Sunday, February 13, 2005

HIV's Perfect Storm

Patient in New York has virulent AIDS from a resistant virus.
Feb. 13, 2005

No one is surprised. The question is how alarmed should we be? A man in his 40s has come down with the first recorded case of an HIV infection virtually resistant to the known medications, and much too quickly, a particularly virulent case of AIDS. Three of the four standard medications aren’t working and the infection moved from HIV to AIDS unusually rapidly—in this case months, not years. Mutations such as this are inevitable with pathogens but it isn’t clear how serious it is. Is it the harbinger of a deadly epidemic or just an isolated instance? The study has a n=1. Larry Altman and Marc Santora in the New York Times were careful to quote experts as saying the time to panic would be when a cluster of these cases show up; until then we’re dealing with an anecdote.
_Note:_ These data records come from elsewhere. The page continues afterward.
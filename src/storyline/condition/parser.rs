//! Guard expression parser
//!
//! Parses expressions like:
//! - `amount > 100`
//! - `req.type == 'vip' && !(var.retries >= 3)`
//! - `tags contains 'urgent' or sta.approved`

use super::ast::{CompareOp, Expression, Literal, Operand};
use crate::storyline::bus::ScopePath;
use std::error::Error;

type ParseResult<T> = Result<T, Box<dyn Error + Send + Sync>>;

/// Parse a guard expression string into an AST
pub fn parse(input: &str) -> ParseResult<Expression> {
    let input = input.trim();
    if input.is_empty() {
        return Err("Empty condition".into());
    }

    // Lowest precedence first so `a or b and c` groups as `a or (b and c)`
    if let Some((pos, len)) = find_top_level(input, &[" or ", "||"]) {
        let left = parse(&input[..pos])?;
        let right = parse(&input[pos + len..])?;
        return Ok(Expression::Or(Box::new(left), Box::new(right)));
    }
    if let Some((pos, len)) = find_top_level(input, &[" and ", "&&"]) {
        let left = parse(&input[..pos])?;
        let right = parse(&input[pos + len..])?;
        return Ok(Expression::And(Box::new(left), Box::new(right)));
    }

    if let Some(rest) = strip_not(input) {
        return Ok(Expression::Not(Box::new(parse(rest)?)));
    }
    if let Some(inner) = strip_parens(input) {
        return parse(inner);
    }

    if input == "true" {
        return Ok(Expression::True);
    }
    if input == "false" {
        return Ok(Expression::False);
    }

    if let Some(expr) = parse_comparison(input)? {
        return Ok(expr);
    }
    if is_path(input) {
        return Ok(Expression::Path(input.to_string()));
    }

    Err(format!("Could not parse condition: {}", input).into())
}

/// Byte position and length of the first operator found outside quotes and
/// parentheses
fn find_top_level(input: &str, ops: &[&str]) -> Option<(usize, usize)> {
    let mut depth = 0i32;
    let mut quote: Option<char> = None;

    for (i, c) in input.char_indices() {
        if let Some(q) = quote {
            if c == q {
                quote = None;
            }
            continue;
        }
        match c {
            '\'' | '"' => quote = Some(c),
            '(' => depth += 1,
            ')' => depth -= 1,
            _ if depth == 0 => {
                if let Some(op) = ops.iter().find(|op| input[i..].starts_with(**op)) {
                    return Some((i, op.len()));
                }
            }
            _ => {}
        }
    }
    None
}

fn strip_not(input: &str) -> Option<&str> {
    if let Some(rest) = input.strip_prefix("not ") {
        return Some(rest);
    }
    if input.starts_with('!') && !input.starts_with("!=") {
        return Some(&input[1..]);
    }
    None
}

/// Inner text when the whole input is wrapped in one pair of parentheses
fn strip_parens(input: &str) -> Option<&str> {
    if !input.starts_with('(') || !input.ends_with(')') {
        return None;
    }

    let mut depth = 0i32;
    let mut quote: Option<char> = None;
    for (i, c) in input.char_indices() {
        if let Some(q) = quote {
            if c == q {
                quote = None;
            }
            continue;
        }
        match c {
            '\'' | '"' => quote = Some(c),
            '(' => depth += 1,
            ')' => {
                depth -= 1;
                if depth == 0 {
                    return (i == input.len() - 1).then(|| &input[1..i]);
                }
            }
            _ => {}
        }
    }
    None
}

fn parse_comparison(input: &str) -> ParseResult<Option<Expression>> {
    // Try operators in order of length (longest first)
    let operators = [
        ("!=", CompareOp::NotEq),
        (">=", CompareOp::Gte),
        ("<=", CompareOp::Lte),
        ("==", CompareOp::Eq),
        (">", CompareOp::Gt),
        ("<", CompareOp::Lt),
        (" contains ", CompareOp::Contains),
    ];

    for (op_str, op) in operators {
        if let Some((pos, len)) = find_top_level(input, &[op_str]) {
            let left = input[..pos].trim();
            if !is_path(left) {
                return Err(format!("Left side of '{}' must be a path: {}", op, left).into());
            }
            let right = parse_operand(input[pos + len..].trim())?;
            return Ok(Some(Expression::Compare {
                left: left.to_string(),
                op,
                right,
            }));
        }
    }

    Ok(None)
}

fn parse_operand(input: &str) -> ParseResult<Operand> {
    if let Some(literal) = parse_literal(input) {
        return Ok(Operand::Literal(literal));
    }
    if is_path(input) {
        return Ok(Operand::Path(input.to_string()));
    }
    Err(format!("Could not parse operand: {}", input).into())
}

fn parse_literal(input: &str) -> Option<Literal> {
    let input = input.trim();

    match input {
        "null" => return Some(Literal::Null),
        "true" => return Some(Literal::Boolean(true)),
        "false" => return Some(Literal::Boolean(false)),
        _ => {}
    }

    // String (single or double quotes)
    if input.len() >= 2
        && ((input.starts_with('\'') && input.ends_with('\''))
            || (input.starts_with('"') && input.ends_with('"')))
    {
        return Some(Literal::String(input[1..input.len() - 1].to_string()));
    }

    input.parse::<f64>().ok().map(Literal::Number)
}

fn is_path(input: &str) -> bool {
    let starts_well = input
        .chars()
        .next()
        .is_some_and(|c| c.is_alphabetic() || matches!(c, '_' | '@' | '$'));
    starts_well
        && input
            .chars()
            .all(|c| c.is_alphanumeric() || matches!(c, '_' | '@' | '$' | '.' | '[' | ']'))
        && ScopePath::parse(input).is_some()
}
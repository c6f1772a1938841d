// SPDX-License-Identifier: MIT

//! Scope data bus
//!
//! Every run owns three path-addressed scopes:
//! - `req`: the run input
//! - `sta`: accumulated results, each path written once
//! - `var`: working data, copied per concurrent branch

mod scope;
mod store;
mod view;

pub use scope::{get_in, set_in, ScopeKind, ScopePath, Segment};
pub use store::ScopeDataBus;
pub use view::{ScopeOperator, ScopeView};
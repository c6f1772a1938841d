//! Runtime: fragments, worker pool, run handles and the story engine

mod context;
mod fragment;
mod handle;
mod limiter;
mod pool;
mod story;
mod traversal;

pub use context::{ContextScope, FragmentContext};
pub use fragment::{FragmentMode, FragmentReport, FragmentState, FragmentTask, RunEnv};
pub use handle::{FragmentStats, RunHandle};
pub use limiter::{AcquireContext, AcquireDecision, AcquireFailStrategy};
pub use pool::{WorkerPool, WorkerSlot};
pub use story::{RunStatus, StoryEngine, StoryRequest, StoryResult};
pub use traversal::Cursor;
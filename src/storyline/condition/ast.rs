// SPDX-License-Identifier: MIT

//! Abstract Syntax Tree for guard expressions

/// A guard expression
#[derive(Debug, Clone, PartialEq)]
pub enum Expression {
    /// Comparison expression: path op operand
    Compare {
        left: String,
        op: CompareOp,
        right: Operand,
    },
    /// Truthiness of the value at a path
    Path(String),
    /// Logical AND
    And(Box<Expression>, Box<Expression>),
    /// Logical OR
    Or(Box<Expression>, Box<Expression>),
    /// Logical NOT
    Not(Box<Expression>),
    /// Literal true
    True,
    /// Literal false
    False,
}

/// Comparison operators
#[derive(Debug, Clone, Copy, PartialEq)]
pub enum CompareOp {
    /// ==
    Eq,
    /// !=
    NotEq,
    /// >
    Gt,
    /// >=
    Gte,
    /// <
    Lt,
    /// <=
    Lte,
    /// contains (for strings and arrays)
    Contains,
}

/// Right-hand side of a comparison
#[derive(Debug, Clone, PartialEq)]
pub enum Operand {
    Literal(Literal),
    /// Another scope path, e.g. `amount > var.limit`
    Path(String),
}

/// Literal values in expressions
#[derive(Debug, Clone, PartialEq)]
pub enum Literal {
    String(String),
    Number(f64),
    Boolean(bool),
    Null,
}

impl std::fmt::Display for CompareOp {
    fn fmt(&self, f: &mut std::fmt::Formatter<'_>) -> std::fmt::Result {
        match self {
            CompareOp::Eq => write!(f, "=="),
            CompareOp::NotEq => write!(f, "!="),
            CompareOp::Gt => write!(f, ">"),
            CompareOp::Gte => write!(f, ">="),
            CompareOp::Lt => write!(f, "<"),
            CompareOp::Lte => write!(f, "<="),
            CompareOp::Contains => write!(f, "contains"),
        }
    }
}

#[cfg(test)]
mod tests {
    use super::*;

    #[test]
    fn test_compare_op_display() {
        assert_eq!(format!("{}", CompareOp::Gte), ">=");
        assert_eq!(format!("{}", CompareOp::Contains), "contains");
    }
}
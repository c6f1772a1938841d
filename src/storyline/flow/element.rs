// SPDX-License-Identifier: MIT

//! Process graph model
//!
//! Nodes live in an arena addressed by [`NodeIdx`]; flows live in a slab
//! addressed by [`FlowIdx`]. Adjacency is only changed through
//! [`ProcessGraph`] methods, which keep both ends of a flow in sync.

use std::collections::BTreeMap;
use std::sync::Arc;
use std::time::Duration;
use tokio::sync::Semaphore;

use crate::sdk::error::ConfigError;
use crate::sdk::instruct::InstructContent;
use crate::storyline::condition::ConditionExpression;
use crate::storyline::engine::AcquireFailStrategy;

pub type NodeIdx = usize;
pub type FlowIdx = usize;

/// A node of the process graph
#[derive(Debug, Clone)]
pub struct Node {
    pub id: String,
    pub name: Option<String>,
    pub kind: NodeKind,
    incoming: Vec<FlowIdx>,
    outgoing: Vec<FlowIdx>,
    /// Task bound to a gateway, split out by the rearrange pass
    pub attached: Option<ServiceTask>,
    /// Arrivals a join waits for, set by the aggregation pass
    pub required_incoming: usize,
}

impl Node {
    pub fn incoming(&self) -> &[FlowIdx] {
        &self.incoming
    }

    pub fn outgoing(&self) -> &[FlowIdx] {
        &self.outgoing
    }

    /// Joins wait for every incoming arrival before continuing
    pub fn is_aggregating(&self) -> bool {
        self.kind.is_aggregating()
    }
}

#[derive(Debug, Clone)]
pub enum NodeKind {
    Start,
    End,
    ServiceTask(ServiceTask),
    Exclusive,
    Inclusive {
        /// Dispatch fired branches as a concurrent wave of fragments
        async_branches: bool,
    },
    SubProcess(SubProcess),
}

impl NodeKind {
    pub fn name(&self) -> &'static str {
        match self {
            NodeKind::Start => "StartEvent",
            NodeKind::End => "EndEvent",
            NodeKind::ServiceTask(_) => "ServiceTask",
            NodeKind::Exclusive => "ExclusiveGateway",
            NodeKind::Inclusive { .. } => "InclusiveGateway",
            NodeKind::SubProcess(_) => "SubProcess",
        }
    }

    pub fn is_aggregating(&self) -> bool {
        matches!(self, NodeKind::Inclusive { .. } | NodeKind::End)
    }
}

/// Limiter guarding a service task
#[derive(Debug, Clone)]
pub struct ResourceLimit {
    pub permits: usize,
    pub strategy: AcquireFailStrategy,
    pub semaphore: Arc<Semaphore>,
}

impl ResourceLimit {
    pub fn new(permits: usize, strategy: AcquireFailStrategy) -> Self {
        Self {
            permits,
            strategy,
            semaphore: Arc::new(Semaphore::new(permits)),
        }
    }
}

/// A unit of work done by a registered task service or instruct adapter
#[derive(Debug, Clone, Default)]
pub struct ServiceTask {
    pub service: Option<String>,
    pub instruct: Option<InstructContent>,
    /// Free form payload handed to the service through its operator
    pub property: Option<String>,
    /// Parameter name -> scope path
    pub params: BTreeMap<String, String>,
    /// Target scope path -> path inside the result
    pub outputs: BTreeMap<String, String>,
    /// Fallback service when every attempt failed or the limiter demoted
    pub demotion: Option<String>,
    /// Extra attempts after the first failure
    pub retry: u32,
    pub limit: Option<ResourceLimit>,
}

impl ServiceTask {
    pub fn service(name: impl Into<String>) -> Self {
        Self {
            service: Some(name.into()),
            ..Default::default()
        }
    }

    pub fn instruct(content: InstructContent) -> Self {
        Self {
            instruct: Some(content),
            ..Default::default()
        }
    }

    /// Name used in logs and error messages
    pub fn label(&self) -> &str {
        match (&self.service, &self.instruct) {
            (Some(service), _) => service,
            (None, Some(instruct)) => &instruct.instruct,
            (None, None) => "<none>",
        }
    }
}

#[derive(Debug, Clone)]
pub struct SubProcess {
    pub body: Arc<ProcessGraph>,
    /// Non-strict sub-processes log failures and let the parent continue
    pub strict: bool,
    pub timeout: Option<Duration>,
}

/// Loop metadata of a sub-process start: which collection, which item name
#[derive(Debug, Clone, PartialEq, Eq)]
pub struct IterationDirective {
    /// Collection path, resolved against `var` unless qualified
    pub source: String,
    /// Name each element is written under in `var`
    pub item: String,
}

impl IterationDirective {
    pub fn new(source: impl Into<String>, item: impl Into<String>) -> Self {
        Self {
            source: source.into(),
            item: item.into(),
        }
    }

    /// Parse `name@collection-item`; `Ok(None)` when the name has no `@`.
    ///
    /// Collection paths containing `-` need the `iterate` form of a
    /// sub-process definition instead.
    pub fn parse_name(name: &str) -> Result<Option<Self>, ConfigError> {
        let Some((label, directive)) = name.split_once('@') else {
            return Ok(None);
        };
        let malformed = || ConfigError::IterationDirective(name.to_string());
        if label.trim().is_empty() {
            return Err(malformed());
        }
        // Only the first two parts count; anything after a second `-` is ignored
        let mut parts = directive.split('-').map(str::trim);
        let (Some(source), Some(item)) = (parts.next(), parts.next()) else {
            return Err(malformed());
        };
        if source.is_empty() || item.is_empty() {
            return Err(malformed());
        }
        Ok(Some(Self::new(source, item)))
    }

    /// Key of the per-iteration status marker, also read as the abort flag
    pub fn marker(&self) -> String {
        format!("@{}", self.item)
    }
}

#[derive(Debug, Clone)]
pub struct Guard {
    pub raw: String,
    pub compiled: Option<ConditionExpression>,
}

#[derive(Debug, Clone)]
pub struct SequenceFlow {
    pub id: String,
    pub source: NodeIdx,
    pub target: NodeIdx,
    pub guard: Option<Guard>,
    pub is_default: bool,
}

impl SequenceFlow {
    /// Evaluation priority taken from the compiled guard
    pub fn order(&self) -> Option<i32> {
        self.guard
            .as_ref()
            .and_then(|g| g.compiled.as_ref())
            .and_then(|c| c.order())
    }
}

/// An executable (or still raw) process
#[derive(Debug, Clone, Default)]
pub struct ProcessGraph {
    pub id: String,
    pub name: Option<String>,
    nodes: Vec<Node>,
    flows: Vec<Option<SequenceFlow>>,
    pub iteration: Option<IterationDirective>,
}

impl ProcessGraph {
    pub fn new(id: impl Into<String>) -> Self {
        Self {
            id: id.into(),
            ..Default::default()
        }
    }

    pub fn add_node(&mut self, id: impl Into<String>, kind: NodeKind) -> NodeIdx {
        self.nodes.push(Node {
            id: id.into(),
            name: None,
            kind,
            incoming: Vec::new(),
            outgoing: Vec::new(),
            attached: None,
            required_incoming: 0,
        });
        self.nodes.len() - 1
    }

    /// Add a flow and register it on both of its ends
    pub fn connect(
        &mut self,
        id: impl Into<String>,
        source: NodeIdx,
        target: NodeIdx,
        guard: Option<String>,
        is_default: bool,
    ) -> FlowIdx {
        let idx = self.flows.len();
        self.flows.push(Some(SequenceFlow {
            id: id.into(),
            source,
            target,
            guard: guard.map(|raw| Guard {
                raw,
                compiled: None,
            }),
            is_default,
        }));
        self.nodes[source].outgoing.push(idx);
        self.nodes[target].incoming.push(idx);
        idx
    }

    /// Point an existing flow at a different target
    pub fn retarget(&mut self, flow: FlowIdx, target: NodeIdx) {
        let Some(Some(edge)) = self.flows.get_mut(flow) else {
            return;
        };
        let old = std::mem::replace(&mut edge.target, target);
        self.nodes[old].incoming.retain(|f| *f != flow);
        self.nodes[target].incoming.push(flow);
    }

    /// Detach `node` from all of its successors. Predecessors are untouched.
    pub fn clear_outgoing(&mut self, node: NodeIdx) {
        let outgoing = std::mem::take(&mut self.nodes[node].outgoing);
        for flow in outgoing {
            if let Some(edge) = self.flows[flow].take() {
                self.nodes[edge.target].incoming.retain(|f| *f != flow);
            }
        }
    }

    pub fn node(&self, idx: NodeIdx) -> &Node {
        &self.nodes[idx]
    }

    pub fn node_mut(&mut self, idx: NodeIdx) -> &mut Node {
        &mut self.nodes[idx]
    }

    pub fn nodes(&self) -> &[Node] {
        &self.nodes
    }

    pub fn node_count(&self) -> usize {
        self.nodes.len()
    }

    pub fn find(&self, id: &str) -> Option<NodeIdx> {
        self.nodes.iter().position(|n| n.id == id)
    }

    pub fn flow(&self, idx: FlowIdx) -> Option<&SequenceFlow> {
        self.flows.get(idx).and_then(Option::as_ref)
    }

    pub fn flow_mut(&mut self, idx: FlowIdx) -> Option<&mut SequenceFlow> {
        self.flows.get_mut(idx).and_then(Option::as_mut)
    }

    /// Live flows with their indices
    pub fn flows(&self) -> impl Iterator<Item = (FlowIdx, &SequenceFlow)> {
        self.flows
            .iter()
            .enumerate()
            .filter_map(|(idx, flow)| flow.as_ref().map(|f| (idx, f)))
    }

    pub fn flows_mut(&mut self) -> impl Iterator<Item = &mut SequenceFlow> {
        self.flows.iter_mut().flatten()
    }

    pub fn flow_count(&self) -> usize {
        self.flows.iter().flatten().count()
    }

    /// Every start event, whatever its arity
    pub fn start_events(&self) -> Vec<NodeIdx> {
        self.nodes
            .iter()
            .enumerate()
            .filter(|(_, n)| matches!(n.kind, NodeKind::Start))
            .map(|(idx, _)| idx)
            .collect()
    }

    /// The entry node, when there is exactly one start event
    pub fn start(&self) -> Option<NodeIdx> {
        match self.start_events().as_slice() {
            [only] => Some(*only),
            _ => None,
        }
    }

    /// Sub-process bodies nested directly in this graph
    pub fn subprocesses_mut(&mut self) -> impl Iterator<Item = &mut SubProcess> {
        self.nodes.iter_mut().filter_map(|n| match &mut n.kind {
            NodeKind::SubProcess(sub) => Some(sub),
            _ => None,
        })
    }

    /// Ids of the flows leaving `node`, in declaration order
    pub fn outgoing_ids(&self, node: NodeIdx) -> Vec<&str> {
        self.nodes[node]
            .outgoing
            .iter()
            .filter_map(|f| self.flow(*f))
            .map(|f| f.id.as_str())
            .collect()
    }
}

#[cfg(test)]
mod tests {
    use super::*;

    fn line() -> (ProcessGraph, NodeIdx, NodeIdx, NodeIdx) {
        let mut graph = ProcessGraph::new("p");
        let start = graph.add_node("start", NodeKind::Start);
        let task = graph.add_node("task", NodeKind::ServiceTask(ServiceTask::service("a")));
        let end = graph.add_node("end", NodeKind::End);
        graph.connect("f1", start, task, None, false);
        graph.connect("f2", task, end, None, false);
        (graph, start, task, end)
    }

    #[test]
    fn test_connect_is_bidirectional() {
        let (graph, start, task, end) = line();
        assert_eq!(graph.node(start).outgoing(), &[0]);
        assert_eq!(graph.node(task).incoming(), &[0]);
        assert_eq!(graph.node(task).outgoing(), &[1]);
        assert_eq!(graph.node(end).incoming(), &[1]);
        assert_eq!(graph.start(), Some(start));
    }

    #[test]
    fn test_retarget_moves_incoming() {
        let (mut graph, start, task, end) = line();
        graph.retarget(0, end);
        assert!(graph.node(task).incoming().is_empty());
        assert_eq!(graph.node(end).incoming(), &[1, 0]);
        assert_eq!(graph.flow(0).map(|f| f.target), Some(end));
        assert_eq!(graph.node(start).outgoing(), &[0]);
    }

    #[test]
    fn test_clear_outgoing_keeps_predecessors() {
        let (mut graph, start, task, end) = line();
        graph.clear_outgoing(task);
        assert!(graph.node(task).outgoing().is_empty());
        assert_eq!(graph.node(task).incoming(), &[0]);
        assert!(graph.node(end).incoming().is_empty());
        assert!(graph.flow(1).is_none());
        assert_eq!(graph.flow_count(), 1);
        assert_eq!(graph.node(start).outgoing(), &[0]);
    }

    #[test]
    fn test_iteration_directive_parse() {
        let directive = IterationDirective::parse_name("P@items-item").unwrap().unwrap();
        assert_eq!(directive, IterationDirective::new("items", "item"));
        assert_eq!(directive.marker(), "@item");

        let qualified = IterationDirective::parse_name("loop@sta.lines-line")
            .unwrap()
            .unwrap();
        assert_eq!(qualified.source, "sta.lines");
        assert_eq!(qualified.item, "line");

        let extra = IterationDirective::parse_name("P@a-b-c").unwrap().unwrap();
        assert_eq!(extra, IterationDirective::new("a", "b"));

        assert!(IterationDirective::parse_name("plain").unwrap().is_none());
        assert!(IterationDirective::parse_name("@items-item").is_err());
        assert!(IterationDirective::parse_name("P@items").is_err());
        assert!(IterationDirective::parse_name("P@-item").is_err());
    }

    #[test]
    fn test_aggregating_kinds() {
        assert!(NodeKind::End.is_aggregating());
        assert!(NodeKind::Inclusive {
            async_branches: false
        }
        .is_aggregating());
        assert!(!NodeKind::Exclusive.is_aggregating());
        assert!(!NodeKind::Start.is_aggregating());
    }
}
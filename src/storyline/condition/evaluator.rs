//! Guard expression evaluator

use super::ast::{CompareOp, Expression, Literal, Operand};
use crate::storyline::bus::ScopeView;
use serde_json::Value;
use std::cmp::Ordering;

/// Evaluate an expression against the run's scopes.
///
/// Missing paths read as `null`. Ordering comparisons between values of
/// different kinds (say a string against a number) are an error.
pub fn evaluate(expr: &Expression, view: &ScopeView<'_>) -> Result<bool, String> {
    match expr {
        Expression::True => Ok(true),
        Expression::False => Ok(false),
        Expression::Path(path) => Ok(truthy(view.get(path).as_ref())),
        Expression::Compare { left, op, right } => evaluate_compare(left, *op, right, view),
        Expression::And(left, right) => Ok(evaluate(left, view)? && evaluate(right, view)?),
        Expression::Or(left, right) => Ok(evaluate(left, view)? || evaluate(right, view)?),
        Expression::Not(inner) => Ok(!evaluate(inner, view)?),
    }
}

fn evaluate_compare(
    left: &str,
    op: CompareOp,
    right: &Operand,
    view: &ScopeView<'_>,
) -> Result<bool, String> {
    let left_value = view.get(left).unwrap_or(Value::Null);
    let right_value = match right {
        Operand::Literal(literal) => literal_value(literal),
        Operand::Path(path) => view.get(path).unwrap_or(Value::Null),
    };

    match op {
        CompareOp::Eq => Ok(values_equal(&left_value, &right_value)),
        CompareOp::NotEq => Ok(!values_equal(&left_value, &right_value)),
        CompareOp::Gt => order(left, &left_value, &right_value, Ordering::is_gt),
        CompareOp::Gte => order(left, &left_value, &right_value, Ordering::is_ge),
        CompareOp::Lt => order(left, &left_value, &right_value, Ordering::is_lt),
        CompareOp::Lte => order(left, &left_value, &right_value, Ordering::is_le),
        CompareOp::Contains => Ok(check_contains(&left_value, &right_value)),
    }
}

fn literal_value(literal: &Literal) -> Value {
    match literal {
        Literal::String(s) => Value::String(s.clone()),
        Literal::Number(n) => serde_json::Number::from_f64(*n)
            .map(Value::Number)
            .unwrap_or(Value::Null),
        Literal::Boolean(b) => Value::Bool(*b),
        Literal::Null => Value::Null,
    }
}

fn values_equal(left: &Value, right: &Value) -> bool {
    match (left, right) {
        (Value::Number(a), Value::Number(b)) => match (a.as_f64(), b.as_f64()) {
            (Some(a), Some(b)) => (a - b).abs() < f64::EPSILON,
            _ => false,
        },
        _ => left == right,
    }
}

/// Ordering comparison; a missing (null) side never satisfies it
fn order(
    path: &str,
    left: &Value,
    right: &Value,
    accept: fn(Ordering) -> bool,
) -> Result<bool, String> {
    let ordering = match (left, right) {
        (Value::Null, _) | (_, Value::Null) => return Ok(false),
        (Value::Number(a), Value::Number(b)) => a
            .as_f64()
            .zip(b.as_f64())
            .and_then(|(a, b)| a.partial_cmp(&b)),
        (Value::String(a), Value::String(b)) => Some(a.cmp(b)),
        _ => {
            return Err(format!(
                "cannot order '{}' ({}) against {}",
                path,
                kind(left),
                kind(right)
            ))
        }
    };
    Ok(ordering.is_some_and(accept))
}

fn check_contains(left: &Value, right: &Value) -> bool {
    match (left, right) {
        // String contains substring
        (Value::String(s), Value::String(needle)) => s.contains(needle.as_str()),
        // Array contains value
        (Value::Array(items), needle) => items.iter().any(|v| values_equal(v, needle)),
        // Object has key
        (Value::Object(map), Value::String(key)) => map.contains_key(key),
        _ => false,
    }
}

fn truthy(value: Option<&Value>) -> bool {
    match value {
        None | Some(Value::Null) => false,
        Some(Value::Bool(b)) => *b,
        Some(Value::Number(n)) => n.as_f64().is_some_and(|f| f != 0.0),
        Some(Value::String(s)) => !s.is_empty(),
        Some(Value::Array(items)) => !items.is_empty(),
        Some(Value::Object(map)) => !map.is_empty(),
    }
}

fn kind(value: &Value) -> &'static str {
    match value {
        Value::Null => "null",
        Value::Bool(_) => "boolean",
        Value::Number(_) => "number",
        Value::String(_) => "string",
        Value::Array(_) => "array",
        Value::Object(_) => "object",
    }
}

#[cfg(test)]
mod tests {
    use super::*;
    use crate::storyline::bus::{ScopeDataBus, ScopeKind};
    use crate::storyline::condition::parser::parse;
    use serde_json::json;

    fn eval(input: &str, bus: &ScopeDataBus) -> Result<bool, String> {
        evaluate(&parse(input).unwrap(), &ScopeView::new(bus, None))
    }

    #[test]
    fn test_string_equality() {
        let bus = ScopeDataBus::new(json!({"intent": "search"}));
        assert!(eval("intent == 'search'", &bus).unwrap());
        assert!(!eval("intent == 'code'", &bus).unwrap());
        assert!(eval("intent != 'code'", &bus).unwrap());
    }

    #[test]
    fn test_number_comparison() {
        let bus = ScopeDataBus::new(json!({"score": 7.5}));

        assert!(eval("score > 5", &bus).unwrap());
        assert!(!eval("score > 10", &bus).unwrap());
        assert!(eval("score >= 7.5", &bus).unwrap());
        assert!(eval("score < 10", &bus).unwrap());
        assert!(eval("score <= 7.5", &bus).unwrap());
        assert!(!eval("score <= 7", &bus).unwrap());
    }

    #[test]
    fn test_missing_path() {
        let bus = ScopeDataBus::default();
        assert!(eval("missing == null", &bus).unwrap());
        assert!(!eval("missing > 1", &bus).unwrap());
        assert!(!eval("missing", &bus).unwrap());
    }

    #[test]
    fn test_scope_qualified_paths() {
        let bus = ScopeDataBus::new(json!({"amount": 150}));
        bus.set(ScopeKind::Var, "limit", json!(100));
        bus.set(ScopeKind::Sta, "approved", json!(true));

        assert!(eval("amount > var.limit", &bus).unwrap());
        assert!(eval("sta.approved && req.amount >= 150", &bus).unwrap());
        assert!(!eval("var.amount > 1", &bus).unwrap());
    }

    #[test]
    fn test_contains() {
        let bus = ScopeDataBus::new(json!({
            "tags": ["bug", "urgent"],
            "title": "Fix login bug",
            "meta": {"owner": "ops"}
        }));
        assert!(eval("tags contains 'bug'", &bus).unwrap());
        assert!(!eval("tags contains 'feature'", &bus).unwrap());
        assert!(eval("title contains 'login'", &bus).unwrap());
        assert!(eval("meta contains 'owner'", &bus).unwrap());
    }

    #[test]
    fn test_logic_operators() {
        let bus = ScopeDataBus::new(json!({"a": 1, "b": 0}));
        assert!(eval("a == 1 or b == 1", &bus).unwrap());
        assert!(!eval("a == 1 and b == 1", &bus).unwrap());
        assert!(eval("!b", &bus).unwrap());
        assert!(eval("not (a == 2)", &bus).unwrap());
    }

    #[test]
    fn test_type_mismatch_is_an_error() {
        let bus = ScopeDataBus::new(json!({"name": "bob"}));
        let err = eval("name > 3", &bus).unwrap_err();
        assert!(err.contains("string"));
        assert!(err.contains("number"));
    }
}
Nonetheless, the story ran two days on the front page of the Times, including the iconic Sunday edition. One more thing: there are usually three ways to catch HIV, and two of them involve doing things you shouldn’t be doing. The patient, a homosexual in his 40s, was doing two of them: repeated, unprotected anal sex and drugs, in this case, crystal meth. That may limit appropriate panic to a much smaller universe. So far, it hasn’t.